//! Per-frame simulation step
//!
//! One call advances the match by exactly one display frame. There is no
//! fixed-timestep accumulator: speeds are in field units per frame.

use super::collision::{StepReport, resolve_collisions};
use super::opponent::move_opponent;
use super::state::GeometryState;

/// Input gathered between two frames
#[derive(Debug, Clone, Copy, Default, PartialEq)]
pub struct TickInput {
    /// Latest paddle target in field coordinates. Only the most recent
    /// pointer event before the frame matters.
    pub paddle_x: Option<f32>,
}

impl TickInput {
    /// Record a pointer move, replacing any earlier one this frame
    pub fn set_paddle_x(&mut self, x: f32) {
        self.paddle_x = Some(x);
    }
}

/// Advance the state by one frame: input, ball motion, collisions, opponent
pub fn tick(state: &mut GeometryState, input: &TickInput) -> StepReport {
    if let Some(x) = input.paddle_x {
        state.set_player_paddle_x(x);
    }

    state.advance_ball();
    let report = resolve_collisions(state);
    move_opponent(state);

    report
}

#[cfg(test)]
mod tests {
    use super::*;
    use crate::sim::Side;
    use glam::Vec2;

    #[test]
    fn test_idle_ball_falls_toward_player() {
        let mut state = GeometryState::default();
        let input = TickInput::default();

        tick(&mut state, &input);
        assert_eq!(state.ball.pos, Vec2::new(250.0, 351.0));
        assert_eq!(state.opponent_paddle.x, 225.0);
        assert!(!state.flags.player_has_moved);
    }

    #[test]
    fn test_input_applied_before_motion() {
        let mut state = GeometryState::default();
        let mut input = TickInput::default();
        input.set_paddle_x(100.0);
        input.set_paddle_x(-50.0);

        tick(&mut state, &input);

        assert_eq!(state.player_paddle.x, 0.0);
        assert!(state.flags.player_has_moved);
        // Opponent wakes up on the same frame; ball at 250 == 225 + 25 so it steps left
        assert_eq!(state.opponent_paddle.x, 222.0);
    }

    #[test]
    fn test_idle_rally_never_speeds_up() {
        let mut state = GeometryState::default();
        let input = TickInput::default();
        let mut hits = 0;

        for _ in 0..5_000 {
            let report = tick(&mut state, &input);
            if report.paddle_hit.is_some() {
                hits += 1;
            }
            assert_eq!(state.velocity.y.abs(), 1.0);
            assert_eq!(report.scored, None);
        }
        // Ball travels straight up and down the centre line between both paddles
        assert!(hits > 0);
        assert_eq!(state.ball.pos.x, 250.0);
    }

    #[test]
    fn test_goal_produces_single_point() {
        let mut state = GeometryState::default();
        state.flags.player_has_moved = true;
        state.player_paddle.x = 0.0;
        state.ball.pos = Vec2::new(400.0, 698.0);
        state.velocity = Vec2::new(0.0, -4.0);

        let report = tick(&mut state, &TickInput::default());

        assert_eq!(report.scored, Some(Side::Opponent));
        assert_eq!(state.scores.opponent + state.scores.player, 1);
    }
}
────────────────
## Task goal
Copy the entire listing, keeping each line exactly as it is.

## Output of the exercise
//! Per-frame simulation step
//!
//! One call advances the match by exactly one display frame. There is no
//! fixed-timestep accumulator: speeds are in field units per frame.

use super::collision::{StepReport, resolve_collisions};
use super::opponent::move_opponent;
use super::state::GeometryState;

/// Input gathered between two frames
#[derive(Debug, Clone, Copy, Default, PartialEq)]
pub struct TickInput {
    /// Latest paddle target in field coordinates. Only the most recent
    /// pointer event before the frame matters.
    pub paddle_x: Option<f32>,
}

impl TickInput {
    /// Record a pointer move, replacing any earlier one this frame
    pub fn set_paddle_x(&mut self, x: f32) {
        self.paddle_x = Some(x);
    }
}

/// Advance the state by one frame: input, ball motion, collisions, opponent
pub fn tick(state: &mut GeometryState, input: &TickInput) -> StepReport {
    if let Some(x) = input.paddle_x {
        state.set_player_paddle_x(x);
    }

    state.advance_ball();
    let report = resolve_collisions(state);
    move_opponent(state);

    report
}

#[cfg(test)]
mod tests {
    use super::*;
    use crate::sim::Side;
    use glam::Vec2;

    #[test]
    fn test_idle_ball_falls_toward_player() {
        let mut state = GeometryState::default();
        let input = TickInput::default();

        tick(&mut state, &input);
        assert_eq!(state.ball.pos, Vec2::new(250.0, 351.0));
        assert_eq!(state.opponent_paddle.x, 225.0);
        assert!(!state.flags.player_has_moved);
    }

    #[test]
    fn test_input_applied_before_motion() {
        let mut state = GeometryState::default();
        let mut input = TickInput::default();
        input.set_paddle_x(100.0);
        input.set_paddle_x(-50.0);

        tick(&mut state, &input);

        assert_eq!(state.player_paddle.x, 0.0);
        assert!(state.flags.player_has_moved);
        // Opponent wakes up on the same frame; ball at 250 == 225 + 25 so it steps left
        assert_eq!(state.opponent_paddle.x, 222.0);
    }

    #[test]
    fn test_idle_rally_never_speeds_up() {
        let mut state = GeometryState::default();
        let input = TickInput::default();
        let mut hits = 0;

        for _ in 0..5_000 {
            let report = tick(&mut state, &input);
            if report.paddle_hit.is_some() {
                hits += 1;
            }
            assert_eq!(state.velocity.y.abs(), 1.0);
            assert_eq!(report.scored, None);
        }
        // Ball travels straight up and down the centre line between both paddles
        assert!(hits > 0);
        assert_eq!(state.ball.pos.x, 250.0);
    }

    #[test]
    fn test_goal_produces_single_point() {
        let mut state = GeometryState::default();
        state.flags.player_has_moved = true;
        state.player_paddle.x = 0.0;
        state.ball.pos = Vec2::new(400.0, 698.0);
        state.velocity = Vec2::new(0.0, -4.0);

        let report = tick(&mut state, &TickInput::default());

        assert_eq!(report.scored, Some(Side::Opponent));
        assert_eq!(state.scores.opponent + state.scores.player, 1);
    }
}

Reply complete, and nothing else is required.